# What you need to do
Wherever the string "Duration" shows up in the records below, return that line.

▽

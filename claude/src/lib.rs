//! Minimal Anthropic Claude API client.
//!
//! This crate provides a focused client for Claude's Messages API with:
//! - Non-streaming completions
//! - Tool definitions and forced tool choice
//! - Structured output: force a single tool and decode its input into a type

use reqwest::header::{HeaderMap, HeaderValue, CONTENT_TYPE};
use serde::de::DeserializeOwned;
use serde::{Deserialize, Serialize};
use std::time::Duration;
use thiserror::Error;

const API_BASE: &str = "https://api.anthropic.com/v1";
const API_VERSION: &str = "2023-06-01";
const DEFAULT_MODEL: &str = "claude-sonnet-4-20250514";

/// Errors that can occur when using the Claude client.
#[derive(Debug, Error)]
pub enum Error {
    #[error("API key not configured")]
    NoApiKey,

    #[error("Network error: {0}")]
    Network(String),

    #[error("API error (status {status}): {message}")]
    Api { status: u16, message: String },

    #[error("Failed to parse response: {0}")]
    Parse(String),

    #[error("Invalid configuration: {0}")]
    Config(String),

    #[error("Response did not call the `{0}` tool")]
    MissingToolUse(String),

    #[error("Tool input did not match the expected shape: {0}")]
    Decode(String),
}

/// Claude API client.
#[derive(Clone)]
pub struct Claude {
    client: reqwest::Client,
    api_key: String,
    model: String,
}

impl Claude {
    /// Create a new Claude client with the given API key.
    pub fn new(api_key: impl Into<String>) -> Self {
        let client = reqwest::Client::builder()
            .timeout(Duration::from_secs(120))
            .connect_timeout(Duration::from_secs(30))
            .build()
            .unwrap_or_else(|_| reqwest::Client::new());

        Self {
            client,
            api_key: api_key.into(),
            model: DEFAULT_MODEL.to_string(),
        }
    }

    /// Create a Claude client from the ANTHROPIC_API_KEY environment variable.
    pub fn from_env() -> Result<Self, Error> {
        let api_key = std::env::var("ANTHROPIC_API_KEY").map_err(|_| Error::NoApiKey)?;
        if api_key.trim().is_empty() {
            return Err(Error::NoApiKey);
        }
        Ok(Self::new(api_key))
    }

    /// Set the default model for this client.
    pub fn with_model(mut self, model: impl Into<String>) -> Self {
        self.model = model.into();
        self
    }

    /// The model used when a request does not name one.
    pub fn model(&self) -> &str {
        &self.model
    }

    /// Send a completion request and return the full response.
    pub async fn complete(&self, request: Request) -> Result<Response, Error> {
        let api_request = self.build_api_request(&request);
        let headers = self.build_headers()?;

        let response = self
            .client
            .post(format!("{API_BASE}/messages"))
            .headers(headers)
            .json(&api_request)
            .send()
            .await
            .map_err(|e| Error::Network(e.to_string()))?;

        if !response.status().is_success() {
            let status = response.status().as_u16();
            let body = response.text().await.unwrap_or_default();
            return Err(Error::Api {
                status,
                message: body,
            });
        }

        let api_response: ApiResponse = response
            .json()
            .await
            .map_err(|e| Error::Parse(e.to_string()))?;

        Ok(parse_response(api_response))
    }

    /// Force Claude to answer through `tool` and decode the tool input as `T`.
    ///
    /// The request's own tool list and tool choice are replaced.
    pub async fn complete_structured<T: DeserializeOwned>(
        &self,
        request: Request,
        tool: Tool,
    ) -> Result<T, Error> {
        let name = tool.name.clone();
        let request = request
            .with_tools(vec![tool])
            .with_tool_choice(ToolChoice::Tool { name: name.clone() });

        let response = self.complete(request).await?;
        response.decode_tool_input(&name)
    }

    fn build_headers(&self) -> Result<HeaderMap, Error> {
        let mut headers = HeaderMap::new();
        headers.insert(CONTENT_TYPE, HeaderValue::from_static("application/json"));
        headers.insert(
            "x-api-key",
            HeaderValue::from_str(&self.api_key)
                .map_err(|e| Error::Config(format!("Invalid API key: {e}")))?,
        );
        headers.insert("anthropic-version", HeaderValue::from_static(API_VERSION));
        Ok(headers)
    }

    fn build_api_request(&self, request: &Request) -> ApiRequest {
        let messages = request
            .messages
            .iter()
            .map(|m| ApiMessage {
                role: match m.role {
                    Role::User => "user",
                    Role::Assistant => "assistant",
                },
                content: m.content.iter().map(ApiContentBlock::from).collect(),
            })
            .collect();

        let tools = request.tools.as_ref().map(|tools| {
            tools
                .iter()
                .map(|t| ApiTool {
                    name: t.name.clone(),
                    description: t.description.clone(),
                    input_schema: t.input_schema.clone(),
                })
                .collect()
        });

        let tool_choice = request.tool_choice.as_ref().map(|tc| match tc {
            ToolChoice::Auto => ApiToolChoice {
                r#type: "auto",
                name: None,
            },
            ToolChoice::Any => ApiToolChoice {
                r#type: "any",
                name: None,
            },
            ToolChoice::Tool { name } => ApiToolChoice {
                r#type: "tool",
                name: Some(name.clone()),
            },
        });

        ApiRequest {
            model: request.model.clone().unwrap_or_else(|| self.model.clone()),
            max_tokens: request.max_tokens,
            system: request.system.clone(),
            messages,
            temperature: request.temperature,
            tools,
            tool_choice,
        }
    }
}

fn parse_response(api_response: ApiResponse) -> Response {
    let content = api_response
        .content
        .into_iter()
        .map(|c| match c {
            ApiContent::Text { text } => ContentBlock::Text { text },
            ApiContent::ToolUse { id, name, input } => ContentBlock::ToolUse { id, name, input },
        })
        .collect();

    let stop_reason = match api_response.stop_reason.as_str() {
        "max_tokens" => StopReason::MaxTokens,
        "stop_sequence" => StopReason::StopSequence,
        "tool_use" => StopReason::ToolUse,
        _ => StopReason::EndTurn,
    };

    Response {
        id: api_response.id,
        model: api_response.model,
        content,
        stop_reason,
        usage: Usage {
            input_tokens: api_response.usage.input_tokens,
            output_tokens: api_response.usage.output_tokens,
        },
    }
}

// ============================================================================
// Public types
// ============================================================================

/// A completion request to send to Claude.
#[derive(Debug, Clone)]
pub struct Request {
    pub model: Option<String>,
    pub max_tokens: usize,
    pub system: Option<String>,
    pub messages: Vec<Message>,
    pub temperature: Option<f32>,
    pub tools: Option<Vec<Tool>>,
    pub tool_choice: Option<ToolChoice>,
}

impl Request {
    /// Create a new request with the given messages.
    pub fn new(messages: Vec<Message>) -> Self {
        Self {
            model: None,
            max_tokens: 4096,
            system: None,
            messages,
            temperature: None,
            tools: None,
            tool_choice: None,
        }
    }

    pub fn with_model(mut self, model: impl Into<String>) -> Self {
        self.model = Some(model.into());
        self
    }

    pub fn with_max_tokens(mut self, max_tokens: usize) -> Self {
        self.max_tokens = max_tokens;
        self
    }

    pub fn with_system(mut self, system: impl Into<String>) -> Self {
        self.system = Some(system.into());
        self
    }

    pub fn with_temperature(mut self, temperature: f32) -> Self {
        self.temperature = Some(temperature);
        self
    }

    pub fn with_tools(mut self, tools: Vec<Tool>) -> Self {
        self.tools = Some(tools);
        self
    }

    pub fn with_tool_choice(mut self, tool_choice: ToolChoice) -> Self {
        self.tool_choice = Some(tool_choice);
        self
    }
}

/// A message in the conversation.
#[derive(Debug, Clone)]
pub struct Message {
    pub role: Role,
    pub content: Vec<ContentBlock>,
}

impl Message {
    /// Create a user message with text content.
    pub fn user(text: impl Into<String>) -> Self {
        Self {
            role: Role::User,
            content: vec![ContentBlock::Text { text: text.into() }],
        }
    }

    /// Create an assistant message with text content.
    pub fn assistant(text: impl Into<String>) -> Self {
        Self {
            role: Role::Assistant,
            content: vec![ContentBlock::Text { text: text.into() }],
        }
    }
}

/// The role of a message sender.
#[derive(Debug, Clone, Copy, PartialEq, Eq)]
pub enum Role {
    User,
    Assistant,
}

/// A block of content in a message.
#[derive(Debug, Clone)]
pub enum ContentBlock {
    Text {
        text: String,
    },
    ToolUse {
        id: String,
        name: String,
        input: serde_json::Value,
    },
}

impl ContentBlock {
    /// Extract text from a Text content block.
    pub fn as_text(&self) -> Option<&str> {
        if let ContentBlock::Text { text } = self {
            Some(text)
        } else {
            None
        }
    }
}

/// A tool definition.
#[derive(Debug, Clone)]
pub struct Tool {
    pub name: String,
    pub description: String,
    pub input_schema: serde_json::Value,
}

/// Tool choice configuration.
#[derive(Debug, Clone)]
pub enum ToolChoice {
    Auto,
    Any,
    Tool { name: String },
}

/// A completion response from Claude.
#[derive(Debug, Clone)]
pub struct Response {
    pub id: String,
    pub model: String,
    pub content: Vec<ContentBlock>,
    pub stop_reason: StopReason,
    pub usage: Usage,
}

impl Response {
    /// Get all text content concatenated.
    pub fn text(&self) -> String {
        self.content
            .iter()
            .filter_map(|block| block.as_text())
            .collect::<Vec<_>>()
            .join("")
    }

    /// Input of the first call to the named tool, if any.
    pub fn tool_input(&self, tool_name: &str) -> Option<&serde_json::Value> {
        self.content.iter().find_map(|block| match block {
            ContentBlock::ToolUse { name, input, .. } if name == tool_name => Some(input),
            _ => None,
        })
    }

    /// Decode the input of the named tool call.
    pub fn decode_tool_input<T: DeserializeOwned>(&self, tool_name: &str) -> Result<T, Error> {
        let input = self
            .tool_input(tool_name)
            .ok_or_else(|| Error::MissingToolUse(tool_name.to_string()))?;
        serde_json::from_value(input.clone()).map_err(|e| Error::Decode(e.to_string()))
    }
}

/// Why the model stopped generating.
#[derive(Debug, Clone, Copy, PartialEq, Eq)]
pub enum StopReason {
    EndTurn,
    MaxTokens,
    StopSequence,
    ToolUse,
}

/// Token usage information.
#[derive(Debug, Clone)]
pub struct Usage {
    pub input_tokens: usize,
    pub output_tokens: usize,
}

// ============================================================================
// Internal API types
// ============================================================================

#[derive(Debug, Serialize)]
struct ApiRequest {
    model: String,
    max_tokens: usize,
    #[serde(skip_serializing_if = "Option::is_none")]
    system: Option<String>,
    messages: Vec<ApiMessage>,
    #[serde(skip_serializing_if = "Option::is_none")]
    temperature: Option<f32>,
    #[serde(skip_serializing_if = "Option::is_none")]
    tools: Option<Vec<ApiTool>>,
    #[serde(skip_serializing_if = "Option::is_none")]
    tool_choice: Option<ApiToolChoice>,
}

#[derive(Debug, Serialize)]
struct ApiMessage {
    role: &'static str,
    content: Vec<ApiContentBlock>,
}

#[derive(Debug, Serialize)]
#[serde(tag = "type", rename_all = "snake_case")]
enum ApiContentBlock {
    Text {
        text: String,
    },
    ToolUse {
        id: String,
        name: String,
        input: serde_json::Value,
    },
}

impl From<&ContentBlock> for ApiContentBlock {
    fn from(block: &ContentBlock) -> Self {
        match block {
            ContentBlock::Text { text } => ApiContentBlock::Text { text: text.clone() },
            ContentBlock::ToolUse { id, name, input } => ApiContentBlock::ToolUse {
                id: id.clone(),
                name: name.clone(),
                input: input.clone(),
            },
        }
    }
}

#[derive(Debug, Serialize)]
struct ApiTool {
    name: String,
    description: String,
    input_schema: serde_json::Value,
}

#[derive(Debug, Serialize)]
struct ApiToolChoice {
    r#type: &'static str,
    #[serde(skip_serializing_if = "Option::is_none")]
    name: Option<String>,
}

#[derive(Debug, Deserialize)]
struct ApiResponse {
    id: String,
    model: String,
    content: Vec<ApiContent>,
    stop_reason: String,
    usage: ApiUsage,
}

#[derive(Debug, Deserialize)]
#[serde(tag = "type", rename_all = "snake_case")]
enum ApiContent {
    Text {
        text: String,
    },
    ToolUse {
        id: String,
        name: String,
        input: serde_json::Value,
    },
}

#[derive(Debug, Deserialize)]
struct ApiUsage {
    input_tokens: usize,
    output_tokens: usize,
}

△

# Answer to this exercise
use std::time::Duration;
            .timeout(Duration::from_secs(120))
            .connect_timeout(Duration::from_secs(30))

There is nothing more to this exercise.